__Task item__:
Copy out every line holding the string "MediaDelegate" from the records below.
######
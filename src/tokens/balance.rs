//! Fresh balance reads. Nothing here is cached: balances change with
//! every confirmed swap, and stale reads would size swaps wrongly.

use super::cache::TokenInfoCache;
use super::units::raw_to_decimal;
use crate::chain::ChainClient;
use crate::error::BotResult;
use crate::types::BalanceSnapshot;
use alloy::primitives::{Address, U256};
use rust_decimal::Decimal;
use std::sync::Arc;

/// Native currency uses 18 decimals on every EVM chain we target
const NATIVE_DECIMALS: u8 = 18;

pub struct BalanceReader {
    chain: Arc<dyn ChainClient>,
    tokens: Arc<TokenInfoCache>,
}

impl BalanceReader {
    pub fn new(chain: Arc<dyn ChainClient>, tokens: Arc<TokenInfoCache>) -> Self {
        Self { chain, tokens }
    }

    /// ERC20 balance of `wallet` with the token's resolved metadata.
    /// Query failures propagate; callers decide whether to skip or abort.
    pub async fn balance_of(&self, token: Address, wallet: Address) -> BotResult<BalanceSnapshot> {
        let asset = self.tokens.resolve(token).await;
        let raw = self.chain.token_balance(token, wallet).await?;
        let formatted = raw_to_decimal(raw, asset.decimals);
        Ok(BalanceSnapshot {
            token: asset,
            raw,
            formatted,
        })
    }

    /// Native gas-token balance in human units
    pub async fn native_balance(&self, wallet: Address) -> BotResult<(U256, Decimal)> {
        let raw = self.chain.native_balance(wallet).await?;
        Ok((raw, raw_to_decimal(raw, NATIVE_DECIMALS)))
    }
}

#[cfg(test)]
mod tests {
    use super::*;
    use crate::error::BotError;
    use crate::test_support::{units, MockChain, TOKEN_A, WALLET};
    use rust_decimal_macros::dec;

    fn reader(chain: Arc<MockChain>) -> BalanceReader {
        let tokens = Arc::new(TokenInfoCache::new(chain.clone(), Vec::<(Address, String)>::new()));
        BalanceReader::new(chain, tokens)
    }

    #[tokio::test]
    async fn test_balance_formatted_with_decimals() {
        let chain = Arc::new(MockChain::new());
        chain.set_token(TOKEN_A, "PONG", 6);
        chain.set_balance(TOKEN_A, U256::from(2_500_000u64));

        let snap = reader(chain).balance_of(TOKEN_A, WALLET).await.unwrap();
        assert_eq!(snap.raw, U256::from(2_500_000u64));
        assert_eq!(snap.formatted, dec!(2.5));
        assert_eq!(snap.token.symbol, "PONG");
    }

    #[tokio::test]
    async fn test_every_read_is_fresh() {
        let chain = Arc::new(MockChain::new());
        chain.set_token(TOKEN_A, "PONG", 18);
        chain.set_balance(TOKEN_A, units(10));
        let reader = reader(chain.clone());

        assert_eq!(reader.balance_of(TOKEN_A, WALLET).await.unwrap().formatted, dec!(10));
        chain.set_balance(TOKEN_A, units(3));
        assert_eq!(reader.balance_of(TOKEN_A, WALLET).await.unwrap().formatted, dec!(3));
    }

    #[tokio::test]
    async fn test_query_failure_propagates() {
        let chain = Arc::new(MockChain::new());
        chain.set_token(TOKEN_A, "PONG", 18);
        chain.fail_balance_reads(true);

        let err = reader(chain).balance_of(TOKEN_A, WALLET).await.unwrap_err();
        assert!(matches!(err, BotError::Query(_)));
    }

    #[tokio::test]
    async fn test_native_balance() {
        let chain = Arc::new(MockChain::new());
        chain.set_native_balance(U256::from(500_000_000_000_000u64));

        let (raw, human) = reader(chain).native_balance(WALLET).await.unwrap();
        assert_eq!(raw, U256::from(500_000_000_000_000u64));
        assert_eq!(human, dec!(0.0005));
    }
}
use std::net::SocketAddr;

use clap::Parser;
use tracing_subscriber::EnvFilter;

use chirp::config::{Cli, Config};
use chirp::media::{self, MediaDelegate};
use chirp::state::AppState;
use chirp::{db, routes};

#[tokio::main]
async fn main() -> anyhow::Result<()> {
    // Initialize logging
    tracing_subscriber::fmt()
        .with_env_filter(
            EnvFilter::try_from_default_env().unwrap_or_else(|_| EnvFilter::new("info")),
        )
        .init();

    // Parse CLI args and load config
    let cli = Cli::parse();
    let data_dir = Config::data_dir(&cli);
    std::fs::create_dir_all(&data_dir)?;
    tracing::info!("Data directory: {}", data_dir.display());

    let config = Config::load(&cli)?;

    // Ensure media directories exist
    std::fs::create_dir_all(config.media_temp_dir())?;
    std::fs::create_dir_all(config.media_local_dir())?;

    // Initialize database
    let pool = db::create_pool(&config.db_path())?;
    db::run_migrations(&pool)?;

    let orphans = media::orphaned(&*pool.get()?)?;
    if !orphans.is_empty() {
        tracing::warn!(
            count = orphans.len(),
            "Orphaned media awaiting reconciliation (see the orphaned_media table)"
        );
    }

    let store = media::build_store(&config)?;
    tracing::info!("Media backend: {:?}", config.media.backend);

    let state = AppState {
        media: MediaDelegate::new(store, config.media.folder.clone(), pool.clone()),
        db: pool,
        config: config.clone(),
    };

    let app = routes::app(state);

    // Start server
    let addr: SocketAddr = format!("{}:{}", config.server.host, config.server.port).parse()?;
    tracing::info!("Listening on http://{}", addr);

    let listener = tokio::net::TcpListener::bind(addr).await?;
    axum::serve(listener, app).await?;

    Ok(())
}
######
__Answer below__:
use chirp::media::{self, MediaDelegate};
        media: MediaDelegate::new(store, config.media.folder.clone(), pool.clone()),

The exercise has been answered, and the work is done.